AGENT OF RESTORATION IN A BROKEN WORLD
Merissa Harkema (’13) is a planner. Even before she attended Dordt and majored in psychology and exercise science, she knew that she wanted to work in occupational therapy. She ended up at Washington University in St. Louis for graduate school; from there, she set her sights on using her skills to help others.
“I knew I wanted to work with vulnerable populations and do something health-related that was also hands-on,” says Harkema.
She didn’t realize that, only two years after graduate school, she would end up working as a foster parent for 12 children at Sarah’s Covenant Homes in Hyderabad, India, and adopting a four-year-old girl named Divya Jane.
Harkema first heard about Sarah’s Covenant Homes (SCH) during her final internship in occupational therapy school.
“I was planning to go back to get my doctorate, but I met another occupational therapy student who had been on a short-term mission trip to SCH,” says Harkema. “She mentioned SCH in passing, and I was really interested and asked to see photos and hear more.” In the end, Harkema and her friend decided that, after graduation, they would go work at SCH together.
“I had never been to India or even heard of SCH before talking to my friend, but it felt as if everything aligned,” she says. “I find big decisions difficult to make sometimes, but God made it really clear that working at SCH was the next step I was supposed to take.”
SCH provides alternative housing for children with disabilities who have been abandoned or relinquished by their birth families in India.
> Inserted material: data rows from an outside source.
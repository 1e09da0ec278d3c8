//! Value normalizers shared by the filters.
//!
//! Every normalizer is fail-soft: it returns an error describing the bad
//! input and the caller decides which sub-clause to drop.

use std::cmp::Ordering;

use chrono::{DateTime, FixedOffset, NaiveDate, NaiveDateTime, NaiveTime};
use serde_json::Value;

use crate::error::InvalidFilterValue;
use crate::metadata::FieldType;
use crate::query::ParameterValue;

/// A client-supplied number, integral when it fits.
#[derive(Debug, Clone, Copy, PartialEq)]
pub enum Number {
    Int(i64),
    Float(f64),
}

impl Number {
    /// Parse a numeric string; see [`is_numeric`].
    pub fn parse(raw: &str) -> Option<Self> {
        if !is_numeric(raw) {
            return None;
        }
        let trimmed = raw.trim_matches(is_numeric_whitespace);
        if is_integer_literal(trimmed)
            && let Ok(int) = trimmed.parse::<i64>()
        {
            return Some(Number::Int(int));
        }
        trimmed.parse::<f64>().ok().map(Number::Float)
    }

    /// Numbers are taken as-is; strings go through [`Number::parse`].
    pub fn from_json(value: &Value) -> Option<Self> {
        match value {
            Value::Number(n) => n
                .as_i64()
                .map(Number::Int)
                .or_else(|| n.as_f64().map(Number::Float)),
            Value::String(s) => Self::parse(s),
            _ => None,
        }
    }

    pub fn as_f64(self) -> f64 {
        match self {
            Number::Int(i) => i as f64,
            Number::Float(f) => f,
        }
    }

    /// Integers compare exactly; any float in the pair compares as `f64`.
    pub fn compare(self, other: Number) -> Option<Ordering> {
        match (self, other) {
            (Number::Int(a), Number::Int(b)) => Some(a.cmp(&b)),
            (a, b) => a.as_f64().partial_cmp(&b.as_f64()),
        }
    }
}

/// A validated number together with the literal it was read from.
#[derive(Debug, Clone, PartialEq)]
pub struct NumericInput {
    pub number: Number,
    pub literal: String,
}

impl NumericInput {
    pub fn from_json(value: &Value) -> Option<Self> {
        let number = Number::from_json(value)?;
        let literal = match value {
            Value::String(s) => s.trim_matches(is_numeric_whitespace).to_string(),
            other => other.to_string(),
        };
        Some(Self { number, literal })
    }

    /// Bind for a column of type `ty`: decimals as the literal text,
    /// floats as floats, everything else as integers when integral.
    pub fn coerce(&self, ty: Option<&FieldType>) -> ParameterValue {
        match ty {
            Some(FieldType::Decimal) => ParameterValue::Text(self.literal.clone()),
            Some(FieldType::Float) => ParameterValue::Float(self.number.as_f64()),
            _ => self.number.into(),
        }
    }
}

impl From<Number> for ParameterValue {
    fn from(n: Number) -> Self {
        match n {
            Number::Int(i) => ParameterValue::Int(i),
            Number::Float(f) => ParameterValue::Float(f),
        }
    }
}

fn is_numeric_whitespace(c: char) -> bool {
    matches!(c, ' ' | '\t' | '\n' | '\r' | '\x0B' | '\x0C')
}

fn is_integer_literal(s: &str) -> bool {
    let digits = s.strip_prefix(['+', '-']).unwrap_or(s);
    !digits.is_empty() && digits.bytes().all(|b| b.is_ascii_digit())
}

/// Locale-independent numeric string test.
///
/// Accepts optional surrounding whitespace, an optional sign, digits with an
/// optional fractional part (at least one digit overall) and an optional
/// exponent. Hexadecimal, `inf` and `nan` are rejected.
pub fn is_numeric(raw: &str) -> bool {
    let s = raw.trim_matches(is_numeric_whitespace);
    let bytes = s.as_bytes();
    let len = bytes.len();
    let mut i = 0;

    if matches!(bytes.first(), Some(b'+' | b'-')) {
        i += 1;
    }

    let int_start = i;
    while i < len && bytes[i].is_ascii_digit() {
        i += 1;
    }
    let mut digits = i - int_start;

    if i < len && bytes[i] == b'.' {
        i += 1;
        let frac_start = i;
        while i < len && bytes[i].is_ascii_digit() {
            i += 1;
        }
        digits += i - frac_start;
    }

    if digits == 0 {
        return false;
    }

    if i < len && matches!(bytes[i], b'e' | b'E') {
        i += 1;
        if i < len && matches!(bytes[i], b'+' | b'-') {
            i += 1;
        }
        let exp_start = i;
        while i < len && bytes[i].is_ascii_digit() {
            i += 1;
        }
        if i == exp_start {
            return false;
        }
    }

    i == len
}

/// Normalize a numeric filter value: a scalar or a non-empty list whose
/// elements are all numeric. Any bad element rejects the whole value.
pub fn normalize_numeric_values(
    value: &Value,
    property: &str,
) -> Result<Vec<NumericInput>, InvalidFilterValue> {
    let invalid = || InvalidFilterValue::InvalidNumeric {
        property: property.to_string(),
    };

    match value {
        Value::Array(items) if items.is_empty() => Err(InvalidFilterValue::MissingValue {
            property: property.to_string(),
        }),
        Value::Array(items) => items
            .iter()
            .map(|item| NumericInput::from_json(item).ok_or_else(invalid))
            .collect(),
        scalar => NumericInput::from_json(scalar)
            .map(|n| vec![n])
            .ok_or_else(invalid),
    }
}

/// Normalize the value of a single-bound range operator (`gt`, `lte`, ...).
pub fn normalize_range_value(value: &Value, operator: &str) -> Result<Number, InvalidFilterValue> {
    Number::from_json(value).ok_or_else(|| InvalidFilterValue::ExpectedNumber {
        operator: operator.to_string(),
    })
}

/// Normalize a `"<min>..<max>"` between-expression.
///
/// Exactly two non-empty numeric parts with `min <= max`; anything else is
/// rejected, never reordered.
pub fn normalize_between(value: &Value, operator: &str) -> Result<(Number, Number), InvalidFilterValue> {
    let format_error = || InvalidFilterValue::RangeFormat {
        operator: operator.to_string(),
    };

    let raw = value.as_str().ok_or_else(format_error)?;
    let parts: Vec<&str> = raw.split("..").collect();
    let [low, high] = parts.as_slice() else {
        return Err(format_error());
    };
    if low.is_empty() || high.is_empty() {
        return Err(format_error());
    }

    let (Some(low), Some(high)) = (Number::parse(low), Number::parse(high)) else {
        return Err(InvalidFilterValue::RangeValues {
            operator: operator.to_string(),
        });
    };

    if low.compare(high) == Some(Ordering::Greater) {
        return Err(InvalidFilterValue::RangeOrder {
            operator: operator.to_string(),
        });
    }

    Ok((low, high))
}

/// A calendar-valid date and/or time parsed from filter input.
#[derive(Debug, Clone, Copy, PartialEq, Eq)]
pub enum DateValue {
    Date(NaiveDate),
    DateTime(NaiveDateTime),
    DateTimeTz(DateTime<FixedOffset>),
    Time(NaiveTime),
}

impl From<DateValue> for ParameterValue {
    fn from(value: DateValue) -> Self {
        match value {
            DateValue::Date(d) => ParameterValue::Date(d),
            DateValue::DateTime(dt) => ParameterValue::DateTime(dt),
            DateValue::DateTimeTz(dt) => ParameterValue::DateTimeTz(dt),
            DateValue::Time(t) => ParameterValue::Time(t),
        }
    }
}

const DATE_TIME_FORMATS: [&str; 4] = [
    "%Y-%m-%dT%H:%M:%S%.f",
    "%Y-%m-%d %H:%M:%S%.f",
    "%Y-%m-%dT%H:%M",
    "%Y-%m-%d %H:%M",
];

const TIME_FORMATS: [&str; 2] = ["%H:%M:%S%.f", "%H:%M"];

/// Parse a date, date-time (with or without offset) or time.
///
/// Parsing is calendar-aware: `2023-02-30` is rejected.
pub fn parse_date(raw: &str) -> Option<DateValue> {
    let s = raw.trim();

    if let Ok(dt) = DateTime::parse_from_rfc3339(s) {
        return Some(DateValue::DateTimeTz(dt));
    }
    for format in DATE_TIME_FORMATS {
        if let Ok(dt) = NaiveDateTime::parse_from_str(s, format) {
            return Some(DateValue::DateTime(dt));
        }
    }
    if let Ok(d) = NaiveDate::parse_from_str(s, "%Y-%m-%d") {
        return Some(DateValue::Date(d));
    }
    for format in TIME_FORMATS {
        if let Ok(t) = NaiveTime::parse_from_str(s, format) {
            return Some(DateValue::Time(t));
        }
    }

    None
}

/// A date operator value must be a string.
pub fn normalize_date_value<'v>(
    value: &'v Value,
    operator: &str,
) -> Result<&'v str, InvalidFilterValue> {
    value
        .as_str()
        .ok_or_else(|| InvalidFilterValue::ExpectedString {
            operator: operator.to_string(),
        })
}
//! Sieve test utilities.
//!
//! Helpers for integration testing: a Dummy/RelatedDummy schema fixture, a
//! diagnostic sink that records what it receives, and a query harness that
//! hands out filter passes.

use std::collections::BTreeMap;
use std::sync::Arc;

use parking_lot::Mutex;

use sieve_filter::diagnostics::{DiagnosticSink, Severity};
use sieve_filter::error::InvalidFilterValue;
use sieve_filter::filter::{FilterCore, FilterPass, NullManagement, PropertyMap};
use sieve_filter::metadata::{ResourceDefinition, SchemaMetadata};
use sieve_filter::query::{DefaultQueryNameGenerator, ParameterValue, Predicate, QueryBuilder};

/// Schema used across the integration tests.
pub const DUMMY_SCHEMA: &str = r#"
Dummy:
  fields:
    id: integer
    name: string
    age: integer
    price: decimal
    rating: float
    createdAt: datetime
    updatedAt: datetime_immutable
    dummyDate: date
  associations:
    relatedDummy:
      target: RelatedDummy
RelatedDummy:
  table: related_dummy
  fields:
    id: integer
    age: smallint
    dummyDate: datetime
  associations:
    thirdLevel:
      target: ThirdLevel
      join: inner
ThirdLevel:
  fields:
    id: integer
    level: integer
"#;

/// Metadata built from [`DUMMY_SCHEMA`].
pub fn dummy_metadata() -> Arc<SchemaMetadata> {
    let resources: BTreeMap<String, ResourceDefinition> = match serde_yml::from_str(DUMMY_SCHEMA) {
        Ok(resources) => resources,
        Err(e) => panic!("fixture schema is invalid: {e}"),
    };
    match SchemaMetadata::new(resources) {
        Ok(metadata) => Arc::new(metadata),
        Err(e) => panic!("fixture schema is inconsistent: {e}"),
    }
}

/// Enabled-properties map from `(property, null management)` pairs.
pub fn properties(entries: &[(&str, Option<&str>)]) -> PropertyMap {
    entries
        .iter()
        .map(|(property, policy)| {
            (
                property.to_string(),
                policy.map(|p| NullManagement::from(p.to_string())),
            )
        })
        .collect()
}

/// Diagnostic sink that keeps every report.
#[derive(Debug, Default)]
pub struct RecordingSink {
    entries: Mutex<Vec<(Severity, InvalidFilterValue)>>,
}

impl RecordingSink {
    pub fn new() -> Arc<Self> {
        Arc::new(Self::default())
    }

    pub fn entries(&self) -> Vec<(Severity, InvalidFilterValue)> {
        self.entries.lock().clone()
    }

    /// Rendered messages, in report order.
    pub fn messages(&self) -> Vec<String> {
        self.entries
            .lock()
            .iter()
            .map(|(_, error)| error.to_string())
            .collect()
    }

    pub fn len(&self) -> usize {
        self.entries.lock().len()
    }

    pub fn is_empty(&self) -> bool {
        self.entries.lock().is_empty()
    }
}

impl DiagnosticSink for RecordingSink {
    fn report(&self, severity: Severity, error: &InvalidFilterValue) {
        self.entries.lock().push((severity, error.clone()));
    }
}

/// Filter core over the Dummy schema, reporting into a fresh
/// [`RecordingSink`].
pub fn recording_core(properties: Option<PropertyMap>) -> (FilterCore, Arc<RecordingSink>) {
    let sink = RecordingSink::new();
    let core = FilterCore::new(dummy_metadata(), properties).with_diagnostics(sink.clone());
    (core, sink)
}

/// A query plus its name generator, for one test.
pub struct Harness {
    pub resource: String,
    pub query: QueryBuilder,
    pub names: DefaultQueryNameGenerator,
}

impl Harness {
    /// Query over `Dummy` aliased `o`.
    pub fn dummy() -> Self {
        Self::new("Dummy", "dummy", "o")
    }

    pub fn new(resource: &str, table: &str, alias: &str) -> Self {
        Self {
            resource: resource.to_string(),
            query: QueryBuilder::new(resource, table, alias),
            names: DefaultQueryNameGenerator::new(),
        }
    }

    /// Query over `Dummy` without a root alias.
    pub fn unaliased() -> Self {
        Self {
            resource: "Dummy".to_string(),
            query: QueryBuilder::unaliased("Dummy", "dummy"),
            names: DefaultQueryNameGenerator::new(),
        }
    }

    pub fn pass(&mut self) -> FilterPass<'_> {
        FilterPass::new(&mut self.query, &mut self.names, &self.resource)
    }

    /// Value bound to parameter `name`.
    pub fn value(&self, name: &str) -> Option<&ParameterValue> {
        self.query.parameter(name).map(|p| &p.value)
    }

    /// Rendered WHERE clauses, in the order they were added.
    pub fn wheres(&self) -> Vec<String> {
        rendered(self.query.wheres())
    }
}

/// Render predicates to their DQL text.
pub fn rendered(predicates: &[Predicate]) -> Vec<String> {
    predicates.iter().map(ToString::to_string).collect()
}

/// Assertion helpers for rendered queries.
pub mod assert {
    /// Assert that a string contains a substring.
    pub fn contains(haystack: &str, needle: &str) {
        assert!(
            haystack.contains(needle),
            "Expected string to contain '{needle}'\nActual: {haystack}"
        );
    }

    /// Assert that a string does not contain a substring.
    pub fn not_contains(haystack: &str, needle: &str) {
        assert!(
            !haystack.contains(needle),
            "Expected string to NOT contain '{needle}'\nActual: {haystack}"
        );
    }
}

#[cfg(test)]
mod tests {
    use super::*;
    use sieve_filter::metadata::{FieldType, MetadataProvider};

    #[test]
    fn fixture_schema_loads() {
        let metadata = dummy_metadata();
        assert_eq!(
            metadata.field_type("Dummy", "createdAt"),
            Some(FieldType::DateTime)
        );
        assert_eq!(
            metadata.field_type("Dummy", "relatedDummy.thirdLevel.level"),
            Some(FieldType::Integer)
        );
        assert_eq!(metadata.table_for("RelatedDummy").as_deref(), Some("related_dummy"));
    }

    #[test]
    fn recording_sink_keeps_reports() {
        let sink = RecordingSink::new();
        assert!(sink.is_empty());

        sink.report(
            Severity::Notice,
            &InvalidFilterValue::InvalidNumeric {
                property: "age".to_string(),
            },
        );

        assert_eq!(sink.len(), 1);
        assert_eq!(sink.entries()[0].0, Severity::Notice);
        assert::contains(&sink.messages()[0], "\"age\"");
    }

    #[test]
    fn properties_helper_parses_policies() {
        let map = properties(&[("createdAt", Some("exclude_null")), ("age", None)]);
        assert_eq!(
            map.get("createdAt"),
            Some(&Some(NullManagement::ExcludeNull))
        );
        assert_eq!(map.get("age"), Some(&None));
    }
}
“Across India, a high numbers of kids with disabilities are relinquished to institutions by their birth families partially because of the cultural attitudes, which are very negative toward people with disabilities,” says Harkema.
In government orphanages, children with disabilities can be extremely neglected. At SCH, however, children get to live in foster homes where ayahs—local women who serve as nannies—help with basic care. The homes typically have foster parents, too.
“That’s my role—I’m a foster mother in one of the homes,” says Harkema. She co-fosters 12 children with Nikki, who has worked at SCH for five years and specializes in working with blind children. As a skilled occupational therapist, Harkema provides therapy to her foster children. She also serves as teacher for some.
“We set goals for all the kids in our home,” says Harkema. “For our kids who attend a community school part-time, I work on developmentally appropriate academics such as literacy or math skills, often through play. For our kids who are non-verbal and have no opportunity to attend a community school, I focus primarily on alternative communication such as an eye-gaze controlled computer to give them a voice and an ability to express their thoughts.”
In total, SCH has seven family-style homes where staff care for 150 children and young adults. SCH’s goal is not to replace loving biological or adoptive families but to be the closest alternative while children wait to be adopted or reunited with their biological families.
“SCH is a forerunner in progressive child welfare in India, and it’s really awesome to be part of a cultural shift toward acceptance of people with disabilities,” says Harkema. “It is such a gift to be able to show these kids God’s love each day.”
One way in which Harkema has chosen to share God’s love is by adopting her daughter Divya.
“I always knew that, if I were to adopt, it was going to be a child that was getting overlooked by other prospective adoptive families,” says Harkema. “The majority of kids adopted from India are under three years of age. Most have minor disabilities. Divya is four years old, has cerebral palsy, and can’t walk. She’d never had a family inquire about her.”
Why did Harkema decide to adopt? She says that, among many other reasons, she wanted to “put my money where my mouth is.”
“My heart is drawn to kids with disabilities and adoption, and I’m trying to open people’s eyes to how incredible these kids are and how great the need for adoption is,” says Harkema. “I am grateful for my current role as foster mom, but it is blatantly obvious that what these kids need is a permanent family. While I can’t be the permanent family each of the kids needs and longs for, I am so grateful to God that my time in India has resulted in one less child without a family.”
In January, Harkema got word that she could move forward with adopting Divya. “I look at Divya and think, ‘How did I get you as a daughter? You’re so wonderful,’” she says.
Harkema sees her experience at Dordt as directly influencing her decision to move to India, work at SCH, and adopt Divya.
“Dordt was instrumental in shaping my worldview,” says Harkema. “When I made my decision to move to India, I had several people tell me that it was a foolish choice and that I was sacrificing my future and financial stability, because it’s a volunteer position. But, through what I learned at Dordt, I know that Christians should be agents of restoration in a broken world. I see myself as having a role in bringing some restoration to this brokenness.”